Stored entries:
▼▼▼

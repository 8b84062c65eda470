//! Segment descriptors and descriptor tables
//!
//! Per-process isolation is built entirely on segmentation: the kernel
//! shares one global table of flat ring segments, and every task owns a
//! private two-entry (code, data) table. Descriptors are modeled as a
//! value type whose constructor picks the granularity, so the bit packing
//! the CPU mandates lives in exactly one place.

use crate::heap::Extent;
use crate::types::{KernError, KernResult, Ring};

/// Largest limit expressible with byte granularity (20 bits)
pub const BYTE_GRANULAR_MAX: u32 = 0xFFFFF;

/// Granularity flag folded into the packed limit_high byte
const GRANULARITY_BIT: u16 = 0x8000;

/// 32-bit default-operation-size flag
const DEFAULT_32BIT: u16 = 0x4000;

// Base access rights; the ring's DPL bits are or-ed in by `access_for`.
const ACCESS_CODE: u16 = DEFAULT_32BIT | 0x009A;
const ACCESS_DATA: u16 = DEFAULT_32BIT | 0x0092;

/// Access rights of an LDT system descriptor (present, type 2)
///
/// System descriptors are byte granular with a 16-bit operand size, so
/// neither the G nor the D flag is set.
pub const ACCESS_LDT: u16 = 0x0082;

/// Access rights for a code or data segment at the given ring
pub fn access_for(ring: Ring, code: bool) -> u16 {
    let base = if code { ACCESS_CODE } else { ACCESS_DATA };
    base | ring.dpl_bits()
}

/// Granularity chosen at construction time
#[derive(Debug, Clone, Copy, PartialEq, Eq)]
pub enum Granularity {
    /// Limit counts bytes (ranges up to 1 MiB)
    Byte,
    /// Limit counts 4 KiB pages (ranges above 1 MiB)
    Page,
}

/// One segment descriptor in logical form
///
/// `limit` is already scaled for the chosen granularity; `decoded_limit`
/// gives back the addressable byte range.
#[derive(Debug, Clone, Copy, PartialEq, Eq)]
pub struct SegmentDescriptor {
    base: usize,
    limit: u32,
    access: u16,
    granularity: Granularity,
}

impl SegmentDescriptor {
    /// The null descriptor occupying slot 0 of every table
    pub const NULL: SegmentDescriptor = SegmentDescriptor {
        base: 0,
        limit: 0,
        access: 0,
        granularity: Granularity::Byte,
    };

    /// Build a descriptor over `limit_bytes` addressable bytes
    ///
    /// Limits above the 20-bit byte-addressable range switch to 4 KiB
    /// granularity, dividing the limit by 0x1000.
    pub fn new(base: usize, limit_bytes: u32, access: u16) -> Self {
        if limit_bytes > BYTE_GRANULAR_MAX {
            SegmentDescriptor {
                base,
                limit: limit_bytes / 0x1000,
                access: access | GRANULARITY_BIT,
                granularity: Granularity::Page,
            }
        } else {
            SegmentDescriptor {
                base,
                limit: limit_bytes,
                access,
                granularity: Granularity::Byte,
            }
        }
    }

    /// Like [`new`](Self::new), but refuses any descriptor whose decoded
    /// range would reach past its backing allocation.
    ///
    /// With page granularity the decoded limit rounds up to a whole page,
    /// so the check is conservative: the descriptor must fit even after
    /// rounding.
    pub fn checked_new(
        base: usize,
        limit_bytes: u32,
        access: u16,
        backing: Extent,
    ) -> KernResult<Self> {
        let desc = SegmentDescriptor::new(base, limit_bytes, access);
        let span = desc
            .decoded_limit()
            .checked_add(1)
            .ok_or(KernError::InvalidDescriptor)?;
        if !backing.contains(base, span) {
            return Err(KernError::InvalidDescriptor);
        }
        Ok(desc)
    }

    /// Addressable range in bytes, minus one (the CPU's limit semantics)
    pub fn decoded_limit(&self) -> usize {
        match self.granularity {
            Granularity::Byte => self.limit as usize,
            Granularity::Page => (self.limit as usize) * 0x1000 + 0xFFF,
        }
    }

    pub fn base(&self) -> usize {
        self.base
    }

    pub fn granularity(&self) -> Granularity {
        self.granularity
    }

    /// Pack into the 8-byte layout the CPU reads
    ///
    /// The split of base and limit across the entry is architecture
    /// mandated: base in bits 16-39 and 56-63, limit in bits 0-15 plus the
    /// low nibble of byte 6, flags in the high nibble of byte 6.
    pub fn encode(&self) -> [u8; 8] {
        let base = self.base as u32;
        let limit = self.limit;
        let ar = self.access;
        [
            (limit & 0xFF) as u8,
            ((limit >> 8) & 0xFF) as u8,
            (base & 0xFF) as u8,
            ((base >> 8) & 0xFF) as u8,
            ((base >> 16) & 0xFF) as u8,
            (ar & 0xFF) as u8,
            (((limit >> 16) & 0x0F) as u8) | (((ar >> 8) & 0xF0) as u8),
            ((base >> 24) & 0xFF) as u8,
        ]
    }
}

// ============================================================================
// Interrupt gates
// ============================================================================

/// One interrupt-gate entry of the vector table
///
/// A gate names the code segment and entry offset the CPU jumps to when
/// its vector fires. `attributes` carries present/type/DPL; the DPL is
/// what lets ring-3 code raise the software-interrupt vector.
#[derive(Debug, Clone, Copy, PartialEq, Eq)]
pub struct GateDescriptor {
    selector: u16,
    offset: usize,
    attributes: u8,
}

impl GateDescriptor {
    /// A 32-bit interrupt gate callable from `ring` and below
    pub fn interrupt_gate(selector: u16, offset: usize, ring: Ring) -> Self {
        GateDescriptor {
            selector,
            offset,
            attributes: 0x8E | (ring.level() << 5),
        }
    }

    /// Pack into the 8-byte gate layout: offset split across bytes 0-1 and
    /// 6-7, selector in bytes 2-3, attributes in byte 5.
    pub fn encode(&self) -> [u8; 8] {
        let offset = self.offset as u32;
        [
            (offset & 0xFF) as u8,
            ((offset >> 8) & 0xFF) as u8,
            (self.selector & 0xFF) as u8,
            ((self.selector >> 8) & 0xFF) as u8,
            0,
            self.attributes,
            ((offset >> 16) & 0xFF) as u8,
            ((offset >> 24) & 0xFF) as u8,
        ]
    }
}

// ============================================================================
// Global table
// ============================================================================

/// Number of global descriptor slots
pub const GLOBAL_SLOTS: usize = 16;

/// The single table of shared ring-0/1/3 flat segments
pub struct GlobalTable {
    entries: [SegmentDescriptor; GLOBAL_SLOTS],
}

impl GlobalTable {
    pub const fn new() -> Self {
        GlobalTable {
            entries: [SegmentDescriptor::NULL; GLOBAL_SLOTS],
        }
    }

    /// Write one descriptor entry; slot 0 stays null
    pub fn install(&mut self, index: usize, desc: SegmentDescriptor) -> KernResult<()> {
        if index == 0 || index >= GLOBAL_SLOTS {
            return Err(KernError::InvalidDescriptor);
        }
        self.entries[index] = desc;
        Ok(())
    }

    pub fn entry(&self, index: usize) -> Option<&SegmentDescriptor> {
        self.entries.get(index)
    }

    /// Install the six flat boot segments: code/data for each ring
    pub fn install_boot_segments(&mut self) {
        let rings = [Ring::Kernel, Ring::Driver, Ring::User];
        for (i, ring) in rings.iter().enumerate() {
            let code = SegmentDescriptor::new(0, u32::MAX, access_for(*ring, true));
            let data = SegmentDescriptor::new(0, u32::MAX, access_for(*ring, false));
            self.entries[1 + i * 2] = code;
            self.entries[2 + i * 2] = data;
        }
    }
}

/// Write one global descriptor entry
pub fn install_global_segment(
    table: &mut GlobalTable,
    index: usize,
    base: usize,
    limit_bytes: u32,
    access: u16,
) -> KernResult<()> {
    table.install(index, SegmentDescriptor::new(base, limit_bytes, access))
}

// ============================================================================
// Per-task table
// ============================================================================

/// Slot of a task's code descriptor
pub const LDT_CODE: usize = 0;
/// Slot of a task's data descriptor
pub const LDT_DATA: usize = 1;

/// The private two-entry (code, data) table owned by one task
#[derive(Debug, Clone, Copy)]
pub struct LocalTable {
    entries: [SegmentDescriptor; 2],
}

impl LocalTable {
    pub const fn new() -> Self {
        LocalTable {
            entries: [SegmentDescriptor::NULL; 2],
        }
    }

    /// Write one of the two descriptor slots, validated against the
    /// backing allocation.
    pub fn install(
        &mut self,
        index: usize,
        base: usize,
        limit_bytes: u32,
        access: u16,
        backing: Extent,
    ) -> KernResult<()> {
        if index > LDT_DATA {
            return Err(KernError::InvalidDescriptor);
        }
        self.entries[index] = SegmentDescriptor::checked_new(base, limit_bytes, access, backing)?;
        Ok(())
    }

    pub fn code(&self) -> &SegmentDescriptor {
        &self.entries[LDT_CODE]
    }

    pub fn data(&self) -> &SegmentDescriptor {
        &self.entries[LDT_DATA]
    }

    /// Pack both slots into the image the CPU reads through the LDTR
    pub fn encode(&self) -> [[u8; 8]; 2] {
        [self.entries[LDT_CODE].encode(), self.entries[LDT_DATA].encode()]
    }
}

#[cfg(test)]
mod tests {
    use super::*;

    #[test]
    fn small_limits_stay_byte_granular() {
        let d = SegmentDescriptor::new(0x4000, 0xFFFF, access_for(Ring::Kernel, false));
        assert_eq!(d.granularity(), Granularity::Byte);
        assert_eq!(d.decoded_limit(), 0xFFFF);
    }

    #[test]
    fn large_limits_switch_to_page_granularity() {
        let d = SegmentDescriptor::new(0, 0x0040_0000, access_for(Ring::Kernel, false));
        assert_eq!(d.granularity(), Granularity::Page);
        // 4 MiB / 4 KiB pages, decoded back up with page rounding
        assert_eq!(d.decoded_limit(), 0x0040_0FFF);
    }

    #[test]
    fn encode_matches_cpu_layout() {
        // base 0x00400000, limit 0xFFFF bytes, ring-0 data rights
        let d = SegmentDescriptor::new(0x0040_0000, 0xFFFF, 0x4092);
        let raw = d.encode();
        assert_eq!(raw[0], 0xFF); // limit low
        assert_eq!(raw[1], 0xFF);
        assert_eq!(raw[2], 0x00); // base low
        assert_eq!(raw[3], 0x00);
        assert_eq!(raw[4], 0x40); // base mid
        assert_eq!(raw[5], 0x92); // access byte
        assert_eq!(raw[6], 0x40); // flags nibble | limit high nibble
        assert_eq!(raw[7], 0x00); // base high
    }

    #[test]
    fn encode_sets_granularity_flag() {
        let d = SegmentDescriptor::new(0, 0xFFFF_FFFF, 0x4092);
        let raw = d.encode();
        // G and D bits in the high nibble of byte 6, limit 0xFFFFF packed
        assert_eq!(raw[6], 0xCF);
        assert_eq!(raw[0], 0xFF);
        assert_eq!(raw[1], 0xFF);
    }

    #[test]
    fn checked_new_rejects_overreach() {
        let backing = Extent::new(0x10000, 0x1000);
        // Fits exactly
        let ok = SegmentDescriptor::checked_new(0x10000, 0xFFF, 0x4092, backing);
        assert!(ok.is_ok());
        // One byte past the backing extent
        let err = SegmentDescriptor::checked_new(0x10000, 0x1000, 0x4092, backing);
        assert_eq!(err, Err(KernError::InvalidDescriptor));
        // Base outside the extent entirely
        let err = SegmentDescriptor::checked_new(0x20000, 0x10, 0x4092, backing);
        assert_eq!(err, Err(KernError::InvalidDescriptor));
    }

    #[test]
    fn checked_new_accounts_for_page_rounding() {
        // 8 MiB backing; a limit of exactly 8 MiB decodes to 8 MiB + 0xFFF
        // after page rounding and must be rejected.
        let backing = Extent::new(0x0100_0000, 0x0080_0000);
        let err = SegmentDescriptor::checked_new(0x0100_0000, 0x0080_0000, 0x4092, backing);
        assert_eq!(err, Err(KernError::InvalidDescriptor));
        let ok = SegmentDescriptor::checked_new(0x0100_0000, 0x0080_0000 - 0x1000, 0x4092, backing);
        assert!(ok.is_ok());
    }

    #[test]
    fn gate_encode_matches_cpu_layout() {
        let g = GateDescriptor::interrupt_gate(0x08, 0x0040_1234, Ring::Kernel);
        assert_eq!(g.encode(), [0x34, 0x12, 0x08, 0x00, 0x00, 0x8E, 0x40, 0x00]);
    }

    #[test]
    fn user_callable_gate_carries_ring3_dpl() {
        let g = GateDescriptor::interrupt_gate(0x08, 0x1000, Ring::User);
        assert_eq!(g.encode()[5], 0xEE);
    }

    #[test]
    fn global_table_protects_null_slot() {
        let mut gdt = GlobalTable::new();
        let d = SegmentDescriptor::new(0, 0xFFFF, 0x409A);
        assert_eq!(gdt.install(0, d), Err(KernError::InvalidDescriptor));
        assert!(gdt.install(1, d).is_ok());
    }

    #[test]
    fn boot_segments_cover_all_rings() {
        let mut gdt = GlobalTable::new();
        gdt.install_boot_segments();
        for index in 1..=6 {
            let entry = gdt.entry(index).unwrap();
            assert_eq!(entry.base(), 0);
            assert_eq!(entry.granularity(), Granularity::Page);
        }
    }

    #[test]
    fn local_table_install_and_read_back() {
        let mut ldt = LocalTable::new();
        let backing = Extent::new(0x8000, 0x2000);
        ldt.install(LDT_DATA, 0x8000, 0x1FFF, access_for(Ring::User, false), backing)
            .unwrap();
        assert_eq!(ldt.data().base(), 0x8000);
        assert_eq!(ldt.data().decoded_limit(), 0x1FFF);
        assert_eq!(
            ldt.install(2, 0x8000, 0xFF, 0x4092, backing),
            Err(KernError::InvalidDescriptor)
        );
    }
}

▲▲▲

> Problem statement:
All lines above with "task" in them should be returned.

> Problem solution:
//! shares one global table of flat ring segments, and every task owns a
// Per-task table
/// Slot of a task's code descriptor
/// Slot of a task's data descriptor
/// The private two-entry (code, data) table owned by one task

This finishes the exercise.